I was 38 years old when I forgave my dad.
Did he actually do anything “wrong?”
My little girl voice said he did – up until that moment. I spent almost 30 years wanting him to be different than he was. To be loved different than I was loved. To be given attention like I wanted attention.
He died when I was 26 of a heart attack after 4 long years surviving a debilitating stroke where he lost almost all ability to talk. He could say 3 words, “yes. no. the other.” That was it.
In the last year of his life, I went to visit him at the rehab center he walked to each day. I talked with his speech therapist after they were done with his session. She said to me, “You know, your dad talks about you all the time in his own way. He’s very proud of you.”
The words hung in the air like smoke seeping from a smoldering fire.
My heart didn’t know what to do. I wouldn’t allow myself to feel then, but I do now, and I tear up as I write this.
Sometimes gifts come in the smallest moments of time.
I didn’t make amends with him before he died. I didn’t grieve at his funeral. I went on – resenting – wanting him, and my past, to be different than it was.
Resentment gave me the ability to blame him for not having a healthy relationship with men, for being able to hate him and hate men, and to prove I could be as strong as a man. Resentment allowed me to be a “victim” of his parenting, or lack of, as I saw it then.

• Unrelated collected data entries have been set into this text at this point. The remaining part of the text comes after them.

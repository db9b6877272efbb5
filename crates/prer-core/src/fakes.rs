//! In-memory fakes for the external seams (testing only)
//!
//! Provides `MemoryBuildGraph`, `MemoryCloner`/`MemoryRepo`,
//! `MemoryGitServer` and `RecordingRunner` so a whole promotion can run
//! without a build tool, a git binary or a hosting API.

use std::collections::{BTreeMap, BTreeSet, VecDeque};
use std::path::{Path, PathBuf};
use std::sync::atomic::{AtomicUsize, Ordering};
use std::sync::{Arc, Mutex};
use std::time::Duration;

use async_trait::async_trait;

use crate::bazel::BuildGraph;
use crate::error::{PrerError, Result};
use crate::git::{CloneOptions, DeployRepo, RepoCloner};
use crate::hosting::GitServer;
use crate::push::{PushTask, TaskRunner};
use crate::query::TargetRecord;

// ---------------------------------------------------------------------------
// MemoryBuildGraph
// ---------------------------------------------------------------------------

/// Build graph answering queries from a FIFO of canned responses.
///
/// Once the queue is empty every query returns no targets.
#[derive(Debug, Default)]
pub struct MemoryBuildGraph {
    responses: Mutex<VecDeque<Vec<TargetRecord>>>,
    queries: Mutex<Vec<String>>,
    renders: Mutex<Vec<(String, PathBuf)>>,
    fail_render: Option<String>,
}

impl MemoryBuildGraph {
    pub fn new() -> Self {
        Self::default()
    }

    /// Queue the answer to the next query.
    pub fn respond(self, records: Vec<TargetRecord>) -> Self {
        self.responses.lock().unwrap().push_back(records);
        self
    }

    /// Make rendering `target` fail.
    pub fn fail_render_of(mut self, target: impl Into<String>) -> Self {
        self.fail_render = Some(target.into());
        self
    }

    /// Every query issued, in order.
    pub fn queries(&self) -> Vec<String> {
        self.queries.lock().unwrap().clone()
    }

    /// Every `(target, deployment_root)` rendered, in order.
    pub fn renders(&self) -> Vec<(String, PathBuf)> {
        self.renders.lock().unwrap().clone()
    }
}

#[async_trait]
impl BuildGraph for MemoryBuildGraph {
    async fn query(&self, query: &str) -> Result<Vec<TargetRecord>> {
        self.queries.lock().unwrap().push(query.to_string());
        Ok(self.responses.lock().unwrap().pop_front().unwrap_or_default())
    }

    async fn render(&self, target: &str, deployment_root: &Path) -> Result<()> {
        if self.fail_render.as_deref() == Some(target) {
            return Err(PrerError::CommandFailed {
                command: format!("{target} --nopush"),
                status: "exit status: 1".to_string(),
                stderr: "render failed".to_string(),
            });
        }
        self.renders
            .lock()
            .unwrap()
            .push((target.to_string(), deployment_root.to_path_buf()));
        Ok(())
    }
}

// ---------------------------------------------------------------------------
// MemoryCloner / MemoryRepo
// ---------------------------------------------------------------------------

/// Observable state of the fake deployment repository.
#[derive(Debug, Clone, Default)]
pub struct RepoState {
    /// Branch → commit messages, oldest first.
    pub branches: BTreeMap<String, Vec<String>>,
    pub current: String,
    /// Branches created by `switch_to_branch`.
    pub created: Vec<String>,
    /// Branches reset by `recreate_branch`.
    pub recreated: Vec<String>,
    /// `(branch, message)` of every commit that recorded changes.
    pub commits: Vec<(String, String)>,
    /// Every batch passed to `push`.
    pub pushed: Vec<Vec<String>>,
    /// Branches whose commits report no changes.
    pub unchanged: BTreeSet<String>,
    /// Directories cloned into.
    pub clones: Vec<PathBuf>,
}

/// Cloner handing out [`MemoryRepo`]s over one shared state.
#[derive(Debug, Clone, Default)]
pub struct MemoryCloner {
    state: Arc<Mutex<RepoState>>,
    fail_clone: bool,
}

impl MemoryCloner {
    pub fn new() -> Self {
        Self::default()
    }

    /// Seed an existing remote branch with its commit history.
    pub fn with_branch(self, name: &str, messages: &[&str]) -> Self {
        self.state.lock().unwrap().branches.insert(
            name.to_string(),
            messages.iter().map(|m| m.to_string()).collect(),
        );
        self
    }

    /// Commits on `branch` report no changes.
    pub fn unchanged(self, branch: &str) -> Self {
        self.state.lock().unwrap().unchanged.insert(branch.to_string());
        self
    }

    /// Make every clone fail.
    pub fn failing(mut self) -> Self {
        self.fail_clone = true;
        self
    }

    /// Snapshot of the repository state.
    pub fn state(&self) -> RepoState {
        self.state.lock().unwrap().clone()
    }
}

#[async_trait]
impl RepoCloner for MemoryCloner {
    async fn clone_or_checkout(&self, opts: &CloneOptions) -> Result<Box<dyn DeployRepo>> {
        if self.fail_clone {
            return Err(PrerError::Git(format!("clone {}: repository not found", opts.repo)));
        }
        {
            let mut state = self.state.lock().unwrap();
            state.clones.push(opts.dir.clone());
            state
                .branches
                .entry(opts.base_branch.clone())
                .or_insert_with(|| vec!["initial".to_string()]);
            state.current = opts.base_branch.clone();
        }
        Ok(Box::new(MemoryRepo {
            dir: opts.dir.clone(),
            state: Arc::clone(&self.state),
        }))
    }
}

/// Working tree over [`RepoState`].
#[derive(Debug)]
pub struct MemoryRepo {
    dir: PathBuf,
    state: Arc<Mutex<RepoState>>,
}

#[async_trait]
impl DeployRepo for MemoryRepo {
    fn root(&self) -> &Path {
        &self.dir
    }

    async fn switch_to_branch(&mut self, branch: &str, base: &str) -> Result<bool> {
        let mut state = self.state.lock().unwrap();
        state.current = branch.to_string();
        if state.branches.contains_key(branch) {
            return Ok(false);
        }
        let history = state.branches.get(base).cloned().unwrap_or_default();
        state.branches.insert(branch.to_string(), history);
        state.created.push(branch.to_string());
        Ok(true)
    }

    async fn last_commit_message(&self) -> Result<String> {
        let state = self.state.lock().unwrap();
        Ok(state
            .branches
            .get(&state.current)
            .and_then(|h| h.last().cloned())
            .unwrap_or_default())
    }

    async fn recreate_branch(&mut self, branch: &str, base: &str) -> Result<()> {
        let mut state = self.state.lock().unwrap();
        let history = state.branches.get(base).cloned().unwrap_or_default();
        state.branches.insert(branch.to_string(), history);
        state.recreated.push(branch.to_string());
        state.current = branch.to_string();
        Ok(())
    }

    async fn commit(&mut self, message: &str, _subpath: &str) -> Result<bool> {
        let mut state = self.state.lock().unwrap();
        let branch = state.current.clone();
        if state.unchanged.contains(&branch) {
            return Ok(false);
        }
        state
            .branches
            .entry(branch.clone())
            .or_default()
            .push(message.to_string());
        state.commits.push((branch, message.to_string()));
        Ok(true)
    }

    async fn push(&self, branches: &[String]) -> Result<()> {
        self.state.lock().unwrap().pushed.push(branches.to_vec());
        Ok(())
    }
}

// ---------------------------------------------------------------------------
// MemoryGitServer
// ---------------------------------------------------------------------------

/// A pull request as received by [`MemoryGitServer`].
#[derive(Debug, Clone, PartialEq, Eq)]
pub struct PullRequest {
    pub from: String,
    pub to: String,
    pub title: String,
    pub body: String,
}

#[derive(Debug, Default)]
pub struct MemoryGitServer {
    prs: Mutex<Vec<PullRequest>>,
    fail: bool,
}

impl MemoryGitServer {
    pub fn new() -> Self {
        Self::default()
    }

    /// Reject every pull request.
    pub fn failing() -> Self {
        Self {
            prs: Mutex::default(),
            fail: true,
        }
    }

    pub fn pull_requests(&self) -> Vec<PullRequest> {
        self.prs.lock().unwrap().clone()
    }
}

#[async_trait]
impl GitServer for MemoryGitServer {
    async fn create_pr(&self, from: &str, to: &str, title: &str, body: &str) -> Result<()> {
        if self.fail {
            return Err(PrerError::CreatePr {
                source_branch: from.to_string(),
                target_branch: to.to_string(),
                reason: "401 Unauthorized".to_string(),
            });
        }
        self.prs.lock().unwrap().push(PullRequest {
            from: from.to_string(),
            to: to.to_string(),
            title: title.to_string(),
            body: body.to_string(),
        });
        Ok(())
    }
}

// ---------------------------------------------------------------------------
// RecordingRunner
// ---------------------------------------------------------------------------

/// Task runner that records what ran and how many ran at once.
#[derive(Debug, Default)]
pub struct RecordingRunner {
    active: AtomicUsize,
    peak: AtomicUsize,
    ran: Mutex<Vec<String>>,
    delay: Duration,
    fail_on: Option<String>,
}

impl RecordingRunner {
    pub fn new() -> Self {
        Self::default()
    }

    /// Hold every task for `delay` so overlapping tasks are observable.
    pub fn with_delay(mut self, delay: Duration) -> Self {
        self.delay = delay;
        self
    }

    /// Fail the task with this identifier.
    pub fn fail_on(mut self, identifier: impl Into<String>) -> Self {
        self.fail_on = Some(identifier.into());
        self
    }

    /// Identifiers of tasks that ran to completion, in completion order.
    pub fn ran(&self) -> Vec<String> {
        self.ran.lock().unwrap().clone()
    }

    /// Highest number of tasks observed running at once.
    pub fn peak(&self) -> usize {
        self.peak.load(Ordering::SeqCst)
    }
}

#[async_trait]
impl TaskRunner for RecordingRunner {
    async fn run(&self, task: &PushTask) -> Result<()> {
        let now = self.active.fetch_add(1, Ordering::SeqCst) + 1;
        self.peak.fetch_max(now, Ordering::SeqCst);
        if !self.delay.is_zero() {
            tokio::time::sleep(self.delay).await;
        }
        self.active.fetch_sub(1, Ordering::SeqCst);

        if self.fail_on.as_deref() == Some(task.identifier.as_str()) {
            return Err(PrerError::CommandFailed {
                command: task.identifier.clone(),
                status: "exit status: 1".to_string(),
                stderr: "push rejected".to_string(),
            });
        }
        self.ran.lock().unwrap().push(task.identifier.clone());
        Ok(())
    }
}

#[cfg(test)]
mod tests {
    use super::*;

    fn opts(dir: &str) -> CloneOptions {
        CloneOptions {
            repo: "mem://gitops".to_string(),
            dir: PathBuf::from(dir),
            mirror: None,
            base_branch: "master".to_string(),
            subpath: "cloud".to_string(),
            branch_prefix: "deploy/".to_string(),
        }
    }

    #[tokio::test]
    async fn test_memory_repo_branch_lifecycle() {
        let cloner = MemoryCloner::new().with_branch("deploy/a", &["initial", "old deploy"]);
        let mut repo = cloner.clone_or_checkout(&opts("/tmp/m")).await.unwrap();

        assert!(!repo.switch_to_branch("deploy/a", "master").await.unwrap());
        assert_eq!(repo.last_commit_message().await.unwrap(), "old deploy");

        repo.recreate_branch("deploy/a", "master").await.unwrap();
        assert_eq!(repo.last_commit_message().await.unwrap(), "initial");

        assert!(repo.switch_to_branch("deploy/b", "master").await.unwrap());
        assert!(repo.commit("new deploy", "cloud").await.unwrap());

        let state = cloner.state();
        assert_eq!(state.created, vec!["deploy/b"]);
        assert_eq!(state.recreated, vec!["deploy/a"]);
        assert_eq!(state.commits, vec![("deploy/b".to_string(), "new deploy".to_string())]);
    }

    #[tokio::test]
    async fn test_memory_build_graph_drains_responses() {
        let graph = MemoryBuildGraph::new().respond(vec![TargetRecord::new("//a:push")]);
        assert_eq!(graph.query("q1").await.unwrap().len(), 1);
        assert!(graph.query("q2").await.unwrap().is_empty());
        assert_eq!(graph.queries(), vec!["q1", "q2"]);
    }
}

But what resentment cost me was far more then what I was getting out of it. It cost me my power in taking responsibility for my life, it cost me healthy and open relationships with people, it cost me peace and happiness, and it cost me the ability for my heart to be free.
That is the four letter word I’m talking about. FREE.
A free heart to truly love. It wasn’t possible as long as I still resented him. I didn’t know what it was like to be free until I forgave him. It was literally like taking a 10 pound brick off my chest that I didn’t know was there. I felt free to fly.
Some say resentment is like “taking poison while waiting for the other person to die.” When I forgave him, I experienced first hand what the poison was like. I could see it now that I was on the other side of it.
On the spiritual path, resentment is said to be “a glass ceiling” to awakening. It is. You can only go so far with a closed heart.
I couldn’t have forgiven him on my own. I was guided through the process in the More to Life weekend.
From knowing the power of forgiveness first hand, I bring clients through this process so that they can be free. What I see is almost like magic. They tell me they don’t feel angry toward their mom or dad anymore, or that they feel so much more connected to their spouse than before. It’s a life changing act.
To forgive means to let go of any hope that the past will change. It doesn’t mean you condone or agree with what happened. It means that you surrender to or accept what has happened.
Was my dad wrong in the way he parented? Now I can honestly say no, because there was no right or wrong way to parent, just the way that he parented. Every person does their best as a parent with the skills and the consciousness level they are at.
Even the ones who abuse. It’s what they know. And a good chance they were abused too.
Forgiveness doesn’t mean to not have boundaries. Boundaries are important. It means to let go of wanting the past to be different than it was. Period.
I now choose to think of the times that I loved with him – when I swam circles in the pool holding on for dear life to his shoulders, laughing uncontrollably; or the times when he piled me, my brother, sister and as many neighborhood kids could fit on the special ‘wide’ wagon he built and pulled us around the neighborhood singing at the top of our lungs (those were playfully called the “diggum diggum rides”).
Open to the possibility of forgiveness. To be FREE in your heart to live and to love. This is what I want for you and what is possible.